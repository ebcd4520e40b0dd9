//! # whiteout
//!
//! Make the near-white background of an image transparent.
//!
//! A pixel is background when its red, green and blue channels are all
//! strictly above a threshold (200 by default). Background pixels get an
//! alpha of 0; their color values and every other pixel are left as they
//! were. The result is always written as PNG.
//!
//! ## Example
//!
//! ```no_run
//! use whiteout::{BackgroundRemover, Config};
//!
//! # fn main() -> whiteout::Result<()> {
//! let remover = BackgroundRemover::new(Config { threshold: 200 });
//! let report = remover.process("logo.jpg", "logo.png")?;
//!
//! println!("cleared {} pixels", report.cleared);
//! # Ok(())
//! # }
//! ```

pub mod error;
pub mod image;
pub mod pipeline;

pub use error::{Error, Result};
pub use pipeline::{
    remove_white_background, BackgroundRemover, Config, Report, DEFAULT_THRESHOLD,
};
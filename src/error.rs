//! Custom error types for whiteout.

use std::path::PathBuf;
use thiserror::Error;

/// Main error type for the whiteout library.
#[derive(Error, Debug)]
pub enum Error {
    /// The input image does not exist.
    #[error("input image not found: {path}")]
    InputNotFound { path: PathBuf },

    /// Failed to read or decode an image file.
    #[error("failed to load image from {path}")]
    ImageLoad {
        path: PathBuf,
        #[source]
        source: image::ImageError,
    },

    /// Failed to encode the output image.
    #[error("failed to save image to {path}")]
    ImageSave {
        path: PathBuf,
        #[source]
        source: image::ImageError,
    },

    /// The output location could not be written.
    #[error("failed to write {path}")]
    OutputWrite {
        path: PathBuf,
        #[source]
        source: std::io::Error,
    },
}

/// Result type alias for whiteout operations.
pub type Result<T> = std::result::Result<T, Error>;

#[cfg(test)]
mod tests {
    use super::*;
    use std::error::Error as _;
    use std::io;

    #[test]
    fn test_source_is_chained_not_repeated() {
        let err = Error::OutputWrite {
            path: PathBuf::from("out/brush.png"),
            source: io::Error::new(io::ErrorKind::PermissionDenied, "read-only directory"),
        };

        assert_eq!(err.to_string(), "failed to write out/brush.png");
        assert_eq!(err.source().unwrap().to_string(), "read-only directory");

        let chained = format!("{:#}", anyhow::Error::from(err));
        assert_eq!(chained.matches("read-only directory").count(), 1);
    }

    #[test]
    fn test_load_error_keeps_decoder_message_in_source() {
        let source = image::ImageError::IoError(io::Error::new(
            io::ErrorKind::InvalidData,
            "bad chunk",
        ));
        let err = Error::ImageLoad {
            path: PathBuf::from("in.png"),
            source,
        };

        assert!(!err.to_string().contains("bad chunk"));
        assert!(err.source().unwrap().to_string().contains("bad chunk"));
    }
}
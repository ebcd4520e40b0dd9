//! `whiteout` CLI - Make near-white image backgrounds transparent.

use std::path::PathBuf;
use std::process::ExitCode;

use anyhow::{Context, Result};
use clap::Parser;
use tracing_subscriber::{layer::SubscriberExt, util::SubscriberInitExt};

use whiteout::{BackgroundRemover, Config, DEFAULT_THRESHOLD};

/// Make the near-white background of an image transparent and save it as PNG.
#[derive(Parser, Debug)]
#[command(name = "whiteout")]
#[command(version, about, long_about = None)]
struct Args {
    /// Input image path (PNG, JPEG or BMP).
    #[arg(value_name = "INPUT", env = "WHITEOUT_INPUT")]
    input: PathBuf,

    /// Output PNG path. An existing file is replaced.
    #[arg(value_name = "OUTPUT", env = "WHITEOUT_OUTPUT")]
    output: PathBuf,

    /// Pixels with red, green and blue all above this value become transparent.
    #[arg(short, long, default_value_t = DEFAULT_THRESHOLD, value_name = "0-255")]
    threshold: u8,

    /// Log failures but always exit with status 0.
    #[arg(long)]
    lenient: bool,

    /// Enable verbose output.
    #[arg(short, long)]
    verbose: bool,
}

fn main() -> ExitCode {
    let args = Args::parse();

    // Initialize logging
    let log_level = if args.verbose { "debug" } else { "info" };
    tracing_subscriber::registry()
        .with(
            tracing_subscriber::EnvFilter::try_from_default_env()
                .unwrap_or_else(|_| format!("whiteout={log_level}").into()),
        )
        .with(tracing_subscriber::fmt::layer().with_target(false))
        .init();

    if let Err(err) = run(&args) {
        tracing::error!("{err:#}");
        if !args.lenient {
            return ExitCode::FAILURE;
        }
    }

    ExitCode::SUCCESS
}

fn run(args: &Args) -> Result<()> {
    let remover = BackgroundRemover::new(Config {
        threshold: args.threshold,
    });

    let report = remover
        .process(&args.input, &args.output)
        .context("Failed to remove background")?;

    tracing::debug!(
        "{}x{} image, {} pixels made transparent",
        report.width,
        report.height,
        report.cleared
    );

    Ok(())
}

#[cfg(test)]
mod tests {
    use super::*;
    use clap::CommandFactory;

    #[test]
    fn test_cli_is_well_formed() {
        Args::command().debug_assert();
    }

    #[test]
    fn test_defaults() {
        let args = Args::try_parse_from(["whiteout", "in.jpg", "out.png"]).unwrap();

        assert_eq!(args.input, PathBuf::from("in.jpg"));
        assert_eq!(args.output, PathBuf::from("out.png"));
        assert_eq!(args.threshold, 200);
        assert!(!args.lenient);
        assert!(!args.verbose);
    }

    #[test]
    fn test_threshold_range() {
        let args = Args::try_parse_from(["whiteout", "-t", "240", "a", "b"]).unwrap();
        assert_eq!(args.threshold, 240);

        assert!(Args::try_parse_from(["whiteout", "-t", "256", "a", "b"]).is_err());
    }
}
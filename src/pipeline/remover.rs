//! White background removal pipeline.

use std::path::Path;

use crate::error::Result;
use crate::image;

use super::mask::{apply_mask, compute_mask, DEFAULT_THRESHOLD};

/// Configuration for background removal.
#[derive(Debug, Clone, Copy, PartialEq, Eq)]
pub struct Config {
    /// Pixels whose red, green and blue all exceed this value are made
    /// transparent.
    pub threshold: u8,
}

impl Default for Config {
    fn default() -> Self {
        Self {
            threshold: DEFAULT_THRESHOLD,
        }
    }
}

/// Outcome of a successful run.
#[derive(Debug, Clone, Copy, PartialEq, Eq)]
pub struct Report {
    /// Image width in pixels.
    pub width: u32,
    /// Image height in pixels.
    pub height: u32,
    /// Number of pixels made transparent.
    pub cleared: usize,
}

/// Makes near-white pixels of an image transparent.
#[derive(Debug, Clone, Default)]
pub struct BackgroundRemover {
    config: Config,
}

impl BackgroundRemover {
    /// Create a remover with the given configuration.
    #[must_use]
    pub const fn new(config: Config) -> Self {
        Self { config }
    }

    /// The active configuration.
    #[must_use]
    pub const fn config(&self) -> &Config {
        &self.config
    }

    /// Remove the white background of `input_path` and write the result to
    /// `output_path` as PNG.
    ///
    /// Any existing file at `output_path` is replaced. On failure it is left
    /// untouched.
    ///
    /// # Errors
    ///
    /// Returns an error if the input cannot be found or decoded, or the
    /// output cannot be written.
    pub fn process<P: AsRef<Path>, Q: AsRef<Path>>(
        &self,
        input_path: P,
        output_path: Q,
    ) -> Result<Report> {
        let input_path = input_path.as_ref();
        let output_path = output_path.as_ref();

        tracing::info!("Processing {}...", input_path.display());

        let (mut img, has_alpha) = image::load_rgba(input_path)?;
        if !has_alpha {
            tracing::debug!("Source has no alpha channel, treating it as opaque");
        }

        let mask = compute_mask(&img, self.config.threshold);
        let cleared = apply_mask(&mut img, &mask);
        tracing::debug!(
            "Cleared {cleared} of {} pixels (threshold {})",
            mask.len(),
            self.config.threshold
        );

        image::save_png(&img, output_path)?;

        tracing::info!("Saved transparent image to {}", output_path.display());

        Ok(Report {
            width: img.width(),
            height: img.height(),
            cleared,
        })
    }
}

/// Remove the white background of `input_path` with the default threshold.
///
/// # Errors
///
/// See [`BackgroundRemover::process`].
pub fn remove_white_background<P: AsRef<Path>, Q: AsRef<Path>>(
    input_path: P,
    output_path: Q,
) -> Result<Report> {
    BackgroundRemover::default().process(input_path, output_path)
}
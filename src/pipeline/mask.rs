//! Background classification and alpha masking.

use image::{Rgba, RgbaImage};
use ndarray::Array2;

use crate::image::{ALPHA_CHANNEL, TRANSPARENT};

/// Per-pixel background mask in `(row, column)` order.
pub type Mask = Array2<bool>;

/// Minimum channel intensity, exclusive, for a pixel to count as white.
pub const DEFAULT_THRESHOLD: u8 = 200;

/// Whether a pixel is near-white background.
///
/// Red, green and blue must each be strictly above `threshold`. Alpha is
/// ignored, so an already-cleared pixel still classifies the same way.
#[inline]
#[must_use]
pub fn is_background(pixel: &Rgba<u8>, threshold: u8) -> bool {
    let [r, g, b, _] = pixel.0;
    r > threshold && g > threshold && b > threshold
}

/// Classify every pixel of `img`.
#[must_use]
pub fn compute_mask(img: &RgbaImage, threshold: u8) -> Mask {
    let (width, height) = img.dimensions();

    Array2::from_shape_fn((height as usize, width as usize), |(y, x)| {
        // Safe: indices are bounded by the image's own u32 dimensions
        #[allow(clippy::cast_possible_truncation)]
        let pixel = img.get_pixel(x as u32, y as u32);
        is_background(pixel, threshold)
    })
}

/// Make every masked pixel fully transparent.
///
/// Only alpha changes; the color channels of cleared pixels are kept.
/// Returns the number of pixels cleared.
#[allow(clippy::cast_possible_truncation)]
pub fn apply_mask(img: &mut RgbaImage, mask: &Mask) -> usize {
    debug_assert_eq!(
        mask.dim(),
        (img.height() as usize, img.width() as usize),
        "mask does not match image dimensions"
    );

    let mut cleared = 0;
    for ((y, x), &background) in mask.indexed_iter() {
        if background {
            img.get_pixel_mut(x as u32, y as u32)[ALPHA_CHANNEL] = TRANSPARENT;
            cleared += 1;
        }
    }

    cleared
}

==

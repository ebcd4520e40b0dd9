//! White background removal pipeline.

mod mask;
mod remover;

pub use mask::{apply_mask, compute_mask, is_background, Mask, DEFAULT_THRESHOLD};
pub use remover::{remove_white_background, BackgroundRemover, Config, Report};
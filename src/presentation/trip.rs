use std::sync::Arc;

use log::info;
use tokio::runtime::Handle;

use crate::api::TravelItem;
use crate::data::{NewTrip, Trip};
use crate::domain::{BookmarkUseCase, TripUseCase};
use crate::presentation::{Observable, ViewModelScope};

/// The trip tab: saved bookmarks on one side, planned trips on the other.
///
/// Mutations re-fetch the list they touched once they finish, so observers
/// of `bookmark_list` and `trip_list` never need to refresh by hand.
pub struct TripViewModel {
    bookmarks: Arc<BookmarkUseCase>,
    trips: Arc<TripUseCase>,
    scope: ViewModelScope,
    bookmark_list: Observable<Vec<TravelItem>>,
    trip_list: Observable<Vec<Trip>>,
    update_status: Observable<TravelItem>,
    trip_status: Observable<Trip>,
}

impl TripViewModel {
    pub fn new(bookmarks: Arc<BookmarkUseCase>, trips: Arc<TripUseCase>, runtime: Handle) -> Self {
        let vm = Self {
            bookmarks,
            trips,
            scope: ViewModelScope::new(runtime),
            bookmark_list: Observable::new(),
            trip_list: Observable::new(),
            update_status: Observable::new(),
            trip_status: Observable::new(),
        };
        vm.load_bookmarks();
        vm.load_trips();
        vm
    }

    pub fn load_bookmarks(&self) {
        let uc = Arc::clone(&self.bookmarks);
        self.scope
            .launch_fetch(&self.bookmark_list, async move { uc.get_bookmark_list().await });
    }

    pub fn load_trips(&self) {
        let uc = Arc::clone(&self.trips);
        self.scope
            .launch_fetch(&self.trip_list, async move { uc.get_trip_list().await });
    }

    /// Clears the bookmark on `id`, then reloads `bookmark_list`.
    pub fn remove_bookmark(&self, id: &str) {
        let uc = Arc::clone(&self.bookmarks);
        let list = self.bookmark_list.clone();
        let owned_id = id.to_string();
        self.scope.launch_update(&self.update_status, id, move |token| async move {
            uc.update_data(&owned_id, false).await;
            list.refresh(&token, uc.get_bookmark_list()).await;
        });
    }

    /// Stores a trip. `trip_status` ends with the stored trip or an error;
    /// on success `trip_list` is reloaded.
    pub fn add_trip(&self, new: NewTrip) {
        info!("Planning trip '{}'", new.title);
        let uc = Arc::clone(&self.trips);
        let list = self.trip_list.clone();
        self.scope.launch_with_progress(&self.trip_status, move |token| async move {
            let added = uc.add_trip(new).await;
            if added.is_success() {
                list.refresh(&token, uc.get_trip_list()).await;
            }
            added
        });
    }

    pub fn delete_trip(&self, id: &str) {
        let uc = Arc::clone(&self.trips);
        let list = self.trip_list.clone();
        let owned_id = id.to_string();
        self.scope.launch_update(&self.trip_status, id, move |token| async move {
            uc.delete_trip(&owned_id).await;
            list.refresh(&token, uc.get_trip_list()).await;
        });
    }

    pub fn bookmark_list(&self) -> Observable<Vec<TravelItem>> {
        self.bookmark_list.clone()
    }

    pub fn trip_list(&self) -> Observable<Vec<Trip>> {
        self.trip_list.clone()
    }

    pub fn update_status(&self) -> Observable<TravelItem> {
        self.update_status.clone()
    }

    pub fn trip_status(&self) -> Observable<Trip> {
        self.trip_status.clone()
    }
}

==

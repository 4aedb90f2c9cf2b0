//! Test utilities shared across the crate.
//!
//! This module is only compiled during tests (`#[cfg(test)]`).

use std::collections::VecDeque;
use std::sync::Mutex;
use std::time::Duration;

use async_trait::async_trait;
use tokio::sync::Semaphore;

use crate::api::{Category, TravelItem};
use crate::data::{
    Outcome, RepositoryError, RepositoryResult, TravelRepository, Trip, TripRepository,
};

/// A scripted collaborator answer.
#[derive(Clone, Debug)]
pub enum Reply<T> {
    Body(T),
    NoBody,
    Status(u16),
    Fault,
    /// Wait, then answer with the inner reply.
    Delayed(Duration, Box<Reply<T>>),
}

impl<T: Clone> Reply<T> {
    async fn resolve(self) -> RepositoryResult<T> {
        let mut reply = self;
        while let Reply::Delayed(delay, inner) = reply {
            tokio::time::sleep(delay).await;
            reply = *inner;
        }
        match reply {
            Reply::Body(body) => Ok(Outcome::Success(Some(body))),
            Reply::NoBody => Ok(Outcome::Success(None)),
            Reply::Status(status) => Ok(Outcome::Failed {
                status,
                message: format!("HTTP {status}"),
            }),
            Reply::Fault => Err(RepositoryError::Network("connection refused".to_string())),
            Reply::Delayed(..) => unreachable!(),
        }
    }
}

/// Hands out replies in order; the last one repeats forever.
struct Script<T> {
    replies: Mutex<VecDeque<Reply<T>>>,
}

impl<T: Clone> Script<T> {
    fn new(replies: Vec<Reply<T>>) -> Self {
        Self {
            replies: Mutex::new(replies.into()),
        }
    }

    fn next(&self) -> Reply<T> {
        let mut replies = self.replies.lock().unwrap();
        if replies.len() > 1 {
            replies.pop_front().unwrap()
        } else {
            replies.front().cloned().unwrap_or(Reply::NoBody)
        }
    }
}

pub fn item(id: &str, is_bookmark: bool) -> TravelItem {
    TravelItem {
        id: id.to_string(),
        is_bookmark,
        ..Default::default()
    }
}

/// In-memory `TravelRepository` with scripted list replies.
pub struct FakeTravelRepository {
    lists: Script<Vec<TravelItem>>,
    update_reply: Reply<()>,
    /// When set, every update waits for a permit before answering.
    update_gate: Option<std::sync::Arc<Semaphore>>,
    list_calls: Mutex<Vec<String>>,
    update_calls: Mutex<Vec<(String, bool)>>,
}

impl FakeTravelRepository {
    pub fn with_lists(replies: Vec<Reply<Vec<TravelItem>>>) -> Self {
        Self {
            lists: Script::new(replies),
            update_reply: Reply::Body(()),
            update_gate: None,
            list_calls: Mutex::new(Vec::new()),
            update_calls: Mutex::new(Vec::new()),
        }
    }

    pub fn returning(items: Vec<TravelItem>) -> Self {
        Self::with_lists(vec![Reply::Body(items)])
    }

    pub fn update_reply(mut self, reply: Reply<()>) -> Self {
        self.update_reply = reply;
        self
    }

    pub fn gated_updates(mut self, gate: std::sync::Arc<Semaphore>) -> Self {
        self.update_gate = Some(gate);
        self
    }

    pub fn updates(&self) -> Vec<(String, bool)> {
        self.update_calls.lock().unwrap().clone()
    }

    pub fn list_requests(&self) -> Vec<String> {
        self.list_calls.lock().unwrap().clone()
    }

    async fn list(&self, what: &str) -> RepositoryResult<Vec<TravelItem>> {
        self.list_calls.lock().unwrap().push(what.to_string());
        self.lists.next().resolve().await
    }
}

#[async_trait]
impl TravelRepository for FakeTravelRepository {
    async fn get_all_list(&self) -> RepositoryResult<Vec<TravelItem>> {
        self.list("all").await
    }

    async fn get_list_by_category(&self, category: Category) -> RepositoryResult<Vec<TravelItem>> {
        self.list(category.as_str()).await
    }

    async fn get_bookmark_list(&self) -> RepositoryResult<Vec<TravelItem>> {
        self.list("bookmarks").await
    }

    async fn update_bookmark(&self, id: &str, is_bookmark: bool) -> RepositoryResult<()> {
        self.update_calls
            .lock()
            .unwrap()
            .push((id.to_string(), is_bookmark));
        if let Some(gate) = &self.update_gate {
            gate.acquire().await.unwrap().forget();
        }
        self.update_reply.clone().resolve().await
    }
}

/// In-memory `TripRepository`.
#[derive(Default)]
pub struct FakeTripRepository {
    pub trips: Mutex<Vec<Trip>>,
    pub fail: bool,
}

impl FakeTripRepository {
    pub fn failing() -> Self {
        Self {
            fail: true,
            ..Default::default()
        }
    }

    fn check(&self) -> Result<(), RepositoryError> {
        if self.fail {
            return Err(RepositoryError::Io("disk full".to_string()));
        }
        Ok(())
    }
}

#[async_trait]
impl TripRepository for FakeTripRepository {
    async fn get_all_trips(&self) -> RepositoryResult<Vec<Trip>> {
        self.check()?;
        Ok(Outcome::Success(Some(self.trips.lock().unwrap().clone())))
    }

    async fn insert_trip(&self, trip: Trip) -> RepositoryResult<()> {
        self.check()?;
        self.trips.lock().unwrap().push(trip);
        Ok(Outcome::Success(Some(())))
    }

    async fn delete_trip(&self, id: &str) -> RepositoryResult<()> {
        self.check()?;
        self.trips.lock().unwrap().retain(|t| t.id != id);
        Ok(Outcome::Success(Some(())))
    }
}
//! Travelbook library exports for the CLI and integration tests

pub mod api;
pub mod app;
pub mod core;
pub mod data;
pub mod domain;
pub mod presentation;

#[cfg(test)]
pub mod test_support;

What the task requires:
Print only what lies in the material above starting at the line with "async fn get_list_by_category(&self, category: Category)" and ending at the line with "if let Some(gate)", every line exactly as given.

Response to this task:
    async fn get_list_by_category(&self, category: Category) -> RepositoryResult<Vec<TravelItem>> {
        self.list(category.as_str()).await
    }

    async fn get_bookmark_list(&self) -> RepositoryResult<Vec<TravelItem>> {
        self.list("bookmarks").await
    }

    async fn update_bookmark(&self, id: &str, is_bookmark: bool) -> RepositoryResult<()> {
        self.update_calls
            .lock()
            .unwrap()
            .push((id.to_string(), is_bookmark));
        if let Some(gate) = &self.update_gate {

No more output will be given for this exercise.